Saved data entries
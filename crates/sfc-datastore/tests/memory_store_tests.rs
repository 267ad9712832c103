//! MemoryDataStore Tests
//!
//! Transaction visibility and atomicity against the in-memory backend.
//!
use pretty_assertions::assert_eq;
use serde_json::json;
use sfc_datastore::{Address, DataStore, MemoryDataStore, Partition, ReadWriteTransaction};
use std::sync::Arc;

const PATHS: Address = Address::container("service-function-paths");
const STATE: Address = Address::container("service-functions-state");

#[tokio::test]
async fn test_commit_spans_partitions_atomically() {
    let store = Arc::new(MemoryDataStore::new());

    let mut tx = ReadWriteTransaction::new(store.clone());
    tx.put(Partition::Configuration, PATHS.child("SFP1"), json!({ "name": "SFP1" }))
        .unwrap();
    tx.put(
        Partition::Operational,
        STATE.child("SF1"),
        json!({ "name": "SF1", "sfp": ["SFP1"] }),
    )
    .unwrap();

    store.fail_next_commits(1);
    assert!(tx.commit().await.is_err());
    assert!(store
        .read(Partition::Configuration, &PATHS.child("SFP1"))
        .await
        .unwrap()
        .is_none());
    assert!(store
        .read(Partition::Operational, &STATE.child("SF1"))
        .await
        .unwrap()
        .is_none());
}

#[tokio::test]
async fn test_container_read_is_key_ordered() {
    let store = Arc::new(MemoryDataStore::new());

    let mut tx = ReadWriteTransaction::new(store.clone());
    for name in ["c", "a", "b"] {
        tx.put(Partition::Configuration, PATHS.child(name), json!({ "name": name }))
            .unwrap();
    }
    tx.commit().await.unwrap();

    let all = store
        .read(Partition::Configuration, &PATHS)
        .await
        .unwrap()
        .unwrap();
    assert_eq!(all, json!([{ "name": "a" }, { "name": "b" }, { "name": "c" }]));
}

#[tokio::test]
async fn test_typed_round_trip() {
    #[derive(Debug, PartialEq, serde::Serialize, serde::Deserialize)]
    struct Record {
        name: String,
        hops: Vec<u8>,
    }

    let store = Arc::new(MemoryDataStore::new());
    let record = Record {
        name: "SFP1".to_string(),
        hops: vec![3, 2, 1],
    };

    let mut tx = ReadWriteTransaction::new(store.clone());
    tx.put_typed(Partition::Configuration, PATHS.child("SFP1"), &record)
        .unwrap();
    tx.commit().await.unwrap();

    let tx = ReadWriteTransaction::new(store);
    let read: Option<Record> = tx
        .read_typed(Partition::Configuration, &PATHS.child("SFP1"))
        .await
        .unwrap();
    assert_eq!(read, Some(record));
}

#[tokio::test(flavor = "multi_thread", worker_threads = 4)]
async fn test_concurrent_commits_all_land() {
    let store = Arc::new(MemoryDataStore::new());

    let mut handles = Vec::new();
    for i in 0..64 {
        let store = store.clone();
        handles.push(tokio::spawn(async move {
            let name = format!("SFP{i}");
            let mut tx = ReadWriteTransaction::new(store);
            tx.put(Partition::Configuration, PATHS.child(name.clone()), json!({ "name": name }))
                .unwrap();
            tx.commit().await
        }));
    }
    for handle in handles {
        handle.await.unwrap().unwrap();
    }

    assert_eq!(store.entry_count(Partition::Configuration, "service-function-paths"), 64);
    assert_eq!(store.commit_count(), 64);
}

▸ **Task directions**: Give back every entry exactly, with nothing left out.

▸ **Task solution**:
filename crates/sfc-datastore/tests/memory_store_tests.rs
repository 267ad9712832c103
//! MemoryDataStore Tests
//!
//! Transaction visibility and atomicity against the in-memory backend.
//!
use pretty_assertions::assert_eq;
use serde_json::json;
use sfc_datastore::{Address, DataStore, MemoryDataStore, Partition, ReadWriteTransaction};
use std::sync::Arc;

const PATHS: Address = Address::container("service-function-paths");
const STATE: Address = Address::container("service-functions-state");

#[tokio::test]
async fn test_commit_spans_partitions_atomically() {
    let store = Arc::new(MemoryDataStore::new());

    let mut tx = ReadWriteTransaction::new(store.clone());
    tx.put(Partition::Configuration, PATHS.child("SFP1"), json!({ "name": "SFP1" }))
        .unwrap();
    tx.put(
        Partition::Operational,
        STATE.child("SF1"),
        json!({ "name": "SF1", "sfp": ["SFP1"] }),
    )
    .unwrap();

    store.fail_next_commits(1);
    assert!(tx.commit().await.is_err());
    assert!(store
        .read(Partition::Configuration, &PATHS.child("SFP1"))
        .await
        .unwrap()
        .is_none());
    assert!(store
        .read(Partition::Operational, &STATE.child("SF1"))
        .await
        .unwrap()
        .is_none());
}

#[tokio::test]
async fn test_container_read_is_key_ordered() {
    let store = Arc::new(MemoryDataStore::new());

    let mut tx = ReadWriteTransaction::new(store.clone());
    for name in ["c", "a", "b"] {
        tx.put(Partition::Configuration, PATHS.child(name), json!({ "name": name }))
            .unwrap();
    }
    tx.commit().await.unwrap();

    let all = store
        .read(Partition::Configuration, &PATHS)
        .await
        .unwrap()
        .unwrap();
    assert_eq!(all, json!([{ "name": "a" }, { "name": "b" }, { "name": "c" }]));
}

#[tokio::test]
async fn test_typed_round_trip() {
    #[derive(Debug, PartialEq, serde::Serialize, serde::Deserialize)]
    struct Record {
        name: String,
        hops: Vec<u8>,
    }

    let store = Arc::new(MemoryDataStore::new());
    let record = Record {
        name: "SFP1".to_string(),
        hops: vec![3, 2, 1],
    };

    let mut tx = ReadWriteTransaction::new(store.clone());
    tx.put_typed(Partition::Configuration, PATHS.child("SFP1"), &record)
        .unwrap();
    tx.commit().await.unwrap();

    let tx = ReadWriteTransaction::new(store);
    let read: Option<Record> = tx
        .read_typed(Partition::Configuration, &PATHS.child("SFP1"))
        .await
        .unwrap();
    assert_eq!(read, Some(record));
}

#[tokio::test(flavor = "multi_thread", worker_threads = 4)]
async fn test_concurrent_commits_all_land() {
    let store = Arc::new(MemoryDataStore::new());

    let mut handles = Vec::new();
    for i in 0..64 {
        let store = store.clone();
        handles.push(tokio::spawn(async move {
            let name = format!("SFP{i}");
            let mut tx = ReadWriteTransaction::new(store);
            tx.put(Partition::Configuration, PATHS.child(name.clone()), json!({ "name": name }))
                .unwrap();
            tx.commit().await
        }));
    }
    for handle in handles {
        handle.await.unwrap().unwrap();
    }

    assert_eq!(store.entry_count(Partition::Configuration, "service-function-paths"), 64);
    assert_eq!(store.commit_count(), 64);
}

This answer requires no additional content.